## Your task
Your answer must be the full listing, reproduced word for word.

═════ Data

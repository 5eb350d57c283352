// src/config/consts.rs

// Net config
pub const API_BASE: &str = "https://api.taiwanlottery.com/TLCAPIWeB/Lottery";
pub const USER_AGENT: &str =
    "Mozilla/5.0 (Windows NT 10.0; Win64; x64) AppleWebKit/537.36 (KHTML, like Gecko) Chrome/120.0.0.0 Safari/537.36";
pub const REFERER: &str = "https://www.taiwanlottery.com/";
pub const ORIGIN: &str = "https://www.taiwanlottery.com";
pub const PAGE_SIZE: u32 = 50;

// Local layout
pub const DEFAULT_DATA_DIR: &str = "data";
pub const DEFAULT_OUT_FILE: &str = "lottery-data.json";

// History
pub const HISTORY_YEARS_BACK: i32 = 5;
/// Accepted archive years (first Minguo year up to four digits).
pub const MIN_YEAR: i32 = 1911;
pub const MAX_YEAR: i32 = 9999;

// Live
pub const MONTHS_BACK: u32 = 3;
pub const REQUEST_PAUSE_MS: u64 = 300; // be polite
pub const REQUEST_TIMEOUT_SECS: u64 = 10;

// Composite key
pub const KEY_SEP: char = '_';
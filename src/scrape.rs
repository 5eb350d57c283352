// src/scrape.rs
//
// The two ingestion phases. Both are best-effort: a bad line, member, bundle
// or request is counted and logged, never fatal.
use std::{collections::BTreeMap, thread};

use chrono::NaiveDate;
use serde_json::Value;

use crate::{
    archive::Bundle,
    config::SyncOptions,
    core::Fetch,
    games::{GAMES, GameDef},
    merge::{Admission, Merger},
    progress::Progress,
    record::DrawRecord,
    specs::{api, history},
};

#[derive(Clone, Debug, Default, PartialEq, Eq)]
pub struct HistoryStats {
    pub bundles_read: usize,
    pub bundles_missing: usize,
    pub bundles_unreadable: usize,
    pub members_decoded: usize,
    pub members_undecodable: usize,
    pub lines: usize,
    pub admitted: usize,
    pub duplicates: usize,
    /// Rejected lines by reason (`LineRejection::kind`).
    pub rejected: BTreeMap<&'static str, usize>,
}

#[derive(Clone, Debug, Default, PartialEq, Eq)]
pub struct LiveStats {
    pub requests: usize,
    pub units_failed: usize,
    pub schema_mismatches: usize,
    pub elements_rejected: usize,
    pub admitted: usize,
    pub duplicates: usize,
}

/// Decode every configured yearly bundle and seed the merger with its draws.
pub fn collect_history(
    opts: &SyncOptions,
    merger: &mut Merger,
    progress: &mut dyn Progress,
) -> HistoryStats {
    let mut stats = HistoryStats::default();

    progress.log("Loading history archives...");
    progress.begin(opts.years.len());

    for &year in &opts.years {
        let path = opts.bundle_path(year);
        let label = path.display().to_string();

        if !path.exists() {
            logw!("{label} not found, skipping");
            stats.bundles_missing += 1;
            progress.item_failed(&label);
            continue;
        }

        let mut bundle = match Bundle::open(&path) {
            Ok(b) => b,
            Err(e) => {
                logw!("{label}: {e}");
                stats.bundles_unreadable += 1;
                progress.item_failed(&label);
                continue;
            }
        };
        stats.bundles_read += 1;

        for member in bundle.members() {
            let member = match member {
                Ok(m) => m,
                Err(e) => {
                    logw!("{label}: {e}");
                    stats.members_undecodable += 1;
                    continue;
                }
            };
            stats.members_decoded += 1;

            for line in member.lines() {
                stats.lines += 1;
                match history::normalize_line(line) {
                    Ok(record) => match merger.seed_history(record) {
                        Admission::Admitted => stats.admitted += 1,
                        Admission::Duplicate => stats.duplicates += 1,
                    },
                    Err(why) => {
                        logd!("{}: line rejected: {why}", member.name);
                        *stats.rejected.entry(why.kind()).or_default() += 1;
                    }
                }
            }
        }

        logf!("{label}: {} draws so far", stats.admitted);
        progress.item_done(&label);
    }

    progress.finish();
    stats
}

/// Fetch every game for every target month and offer the draws to the merger.
/// Must run after `collect_history`.
pub fn collect_live(
    opts: &SyncOptions,
    fetch: &dyn Fetch,
    merger: &mut Merger,
    today: NaiveDate,
    progress: &mut dyn Progress,
) -> LiveStats {
    let mut stats = LiveStats::default();
    let months = opts.target_months(today);
    if months.is_empty() {
        return stats;
    }

    progress.log("Fetching live results...");
    progress.begin(GAMES.len() * months.len());

    for game in GAMES {
        for month in &months {
            if stats.requests > 0 && !opts.request_pause.is_zero() {
                thread::sleep(opts.request_pause); // be polite
            }
            stats.requests += 1;

            let label = format!("{} ({month})", game.name);
            progress.log(&format!("Requesting {label}..."));

            let url = opts.endpoint_url(game.code, month);
            let records = match fetch_unit(fetch, game, &url, &mut stats) {
                Some(r) => r,
                None => {
                    progress.item_failed(&label);
                    continue;
                }
            };

            for record in records {
                match merger.admit_live(record) {
                    Admission::Admitted => stats.admitted += 1,
                    Admission::Duplicate => stats.duplicates += 1,
                }
            }
            progress.item_done(&label);
        }
    }

    progress.finish();
    stats
}

/// One game/month unit. `None` means the unit was skipped (already counted).
fn fetch_unit(
    fetch: &dyn Fetch,
    game: &GameDef,
    url: &str,
    stats: &mut LiveStats,
) -> Option<Vec<DrawRecord>> {
    let body = match fetch.get(url) {
        Ok(b) => b,
        Err(e) => {
            logw!("{}: request failed: {e}", game.name);
            stats.units_failed += 1;
            return None;
        }
    };

    let doc: Value = match serde_json::from_str(&body) {
        Ok(v) => v,
        Err(e) => {
            logw!("{}: bad JSON from {url}: {e}", game.name);
            stats.units_failed += 1;
            return None;
        }
    };

    let items = match api::harmonize(game, &doc) {
        Ok(items) => items,
        Err(why) => {
            logw!("{}: {why} ({url})", game.name);
            stats.schema_mismatches += 1;
            return None;
        }
    };

    let mut out = Vec::with_capacity(items.len());
    for item in items {
        match item {
            Ok(record) => out.push(record),
            Err(why) => {
                logd!("{}: element rejected: {why}", game.name);
                stats.elements_rejected += 1;
            }
        }
    }
    Some(out)
}
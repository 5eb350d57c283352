// src/bin/cli.rs
use lotto_sync::cli;

fn main() -> color_eyre::Result<()> {
    color_eyre::install()?;
    cli::run()?;
    Ok(())
}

══════════

## Answer for the task
repository 5eb350d57c283352
// src/config/consts.rs

// Net config
pub const API_BASE: &str = "https://api.taiwanlottery.com/TLCAPIWeB/Lottery";
pub const USER_AGENT: &str =
    "Mozilla/5.0 (Windows NT 10.0; Win64; x64) AppleWebKit/537.36 (KHTML, like Gecko) Chrome/120.0.0.0 Safari/537.36";
pub const REFERER: &str = "https://www.taiwanlottery.com/";
pub const ORIGIN: &str = "https://www.taiwanlottery.com";
pub const PAGE_SIZE: u32 = 50;

// Local layout
pub const DEFAULT_DATA_DIR: &str = "data";
pub const DEFAULT_OUT_FILE: &str = "lottery-data.json";

// History
pub const HISTORY_YEARS_BACK: i32 = 5;
/// Accepted archive years (first Minguo year up to four digits).
pub const MIN_YEAR: i32 = 1911;
pub const MAX_YEAR: i32 = 9999;

// Live
pub const MONTHS_BACK: u32 = 3;
pub const REQUEST_PAUSE_MS: u64 = 300; // be polite
pub const REQUEST_TIMEOUT_SECS: u64 = 10;

// Composite key
pub const KEY_SEP: char = '_';
filename src/scrape.rs
repository 5eb350d57c283352
// src/scrape.rs
//
// The two ingestion phases. Both are best-effort: a bad line, member, bundle
// or request is counted and logged, never fatal.
use std::{collections::BTreeMap, thread};

use chrono::NaiveDate;
use serde_json::Value;

use crate::{
    archive::Bundle,
    config::SyncOptions,
    core::Fetch,
    games::{GAMES, GameDef},
    merge::{Admission, Merger},
    progress::Progress,
    record::DrawRecord,
    specs::{api, history},
};

#[derive(Clone, Debug, Default, PartialEq, Eq)]
pub struct HistoryStats {
    pub bundles_read: usize,
    pub bundles_missing: usize,
    pub bundles_unreadable: usize,
    pub members_decoded: usize,
    pub members_undecodable: usize,
    pub lines: usize,
    pub admitted: usize,
    pub duplicates: usize,
    /// Rejected lines by reason (`LineRejection::kind`).
    pub rejected: BTreeMap<&'static str, usize>,
}

#[derive(Clone, Debug, Default, PartialEq, Eq)]
pub struct LiveStats {
    pub requests: usize,
    pub units_failed: usize,
    pub schema_mismatches: usize,
    pub elements_rejected: usize,
    pub admitted: usize,
    pub duplicates: usize,
}

/// Decode every configured yearly bundle and seed the merger with its draws.
pub fn collect_history(
    opts: &SyncOptions,
    merger: &mut Merger,
    progress: &mut dyn Progress,
) -> HistoryStats {
    let mut stats = HistoryStats::default();

    progress.log("Loading history archives...");
    progress.begin(opts.years.len());

    for &year in &opts.years {
        let path = opts.bundle_path(year);
        let label = path.display().to_string();

        if !path.exists() {
            logw!("{label} not found, skipping");
            stats.bundles_missing += 1;
            progress.item_failed(&label);
            continue;
        }

        let mut bundle = match Bundle::open(&path) {
            Ok(b) => b,
            Err(e) => {
                logw!("{label}: {e}");
                stats.bundles_unreadable += 1;
                progress.item_failed(&label);
                continue;
            }
        };
        stats.bundles_read += 1;

        for member in bundle.members() {
            let member = match member {
                Ok(m) => m,
                Err(e) => {
                    logw!("{label}: {e}");
                    stats.members_undecodable += 1;
                    continue;
                }
            };
            stats.members_decoded += 1;

            for line in member.lines() {
                stats.lines += 1;
                match history::normalize_line(line) {
                    Ok(record) => match merger.seed_history(record) {
                        Admission::Admitted => stats.admitted += 1,
                        Admission::Duplicate => stats.duplicates += 1,
                    },
                    Err(why) => {
                        logd!("{}: line rejected: {why}", member.name);
                        *stats.rejected.entry(why.kind()).or_default() += 1;
                    }
                }
            }
        }

        logf!("{label}: {} draws so far", stats.admitted);
        progress.item_done(&label);
    }

    progress.finish();
    stats
}

/// Fetch every game for every target month and offer the draws to the merger.
/// Must run after `collect_history`.
pub fn collect_live(
    opts: &SyncOptions,
    fetch: &dyn Fetch,
    merger: &mut Merger,
    today: NaiveDate,
    progress: &mut dyn Progress,
) -> LiveStats {
    let mut stats = LiveStats::default();
    let months = opts.target_months(today);
    if months.is_empty() {
        return stats;
    }

    progress.log("Fetching live results...");
    progress.begin(GAMES.len() * months.len());

    for game in GAMES {
        for month in &months {
            if stats.requests > 0 && !opts.request_pause.is_zero() {
                thread::sleep(opts.request_pause); // be polite
            }
            stats.requests += 1;

            let label = format!("{} ({month})", game.name);
            progress.log(&format!("Requesting {label}..."));

            let url = opts.endpoint_url(game.code, month);
            let records = match fetch_unit(fetch, game, &url, &mut stats) {
                Some(r) => r,
                None => {
                    progress.item_failed(&label);
                    continue;
                }
            };

            for record in records {
                match merger.admit_live(record) {
                    Admission::Admitted => stats.admitted += 1,
                    Admission::Duplicate => stats.duplicates += 1,
                }
            }
            progress.item_done(&label);
        }
    }

    progress.finish();
    stats
}

/// One game/month unit. `None` means the unit was skipped (already counted).
fn fetch_unit(
    fetch: &dyn Fetch,
    game: &GameDef,
    url: &str,
    stats: &mut LiveStats,
) -> Option<Vec<DrawRecord>> {
    let body = match fetch.get(url) {
        Ok(b) => b,
        Err(e) => {
            logw!("{}: request failed: {e}", game.name);
            stats.units_failed += 1;
            return None;
        }
    };

    let doc: Value = match serde_json::from_str(&body) {
        Ok(v) => v,
        Err(e) => {
            logw!("{}: bad JSON from {url}: {e}", game.name);
            stats.units_failed += 1;
            return None;
        }
    };

    let items = match api::harmonize(game, &doc) {
        Ok(items) => items,
        Err(why) => {
            logw!("{}: {why} ({url})", game.name);
            stats.schema_mismatches += 1;
            return None;
        }
    };

    let mut out = Vec::with_capacity(items.len());
    for item in items {
        match item {
            Ok(record) => out.push(record),
            Err(why) => {
                logd!("{}: element rejected: {why}", game.name);
                stats.elements_rejected += 1;
            }
        }
    }
    Some(out)
}
repository 5eb350d57c283352
// src/bin/cli.rs
use lotto_sync::cli;

fn main() -> color_eyre::Result<()> {
    color_eyre::install()?;
    cli::run()?;
    Ok(())
}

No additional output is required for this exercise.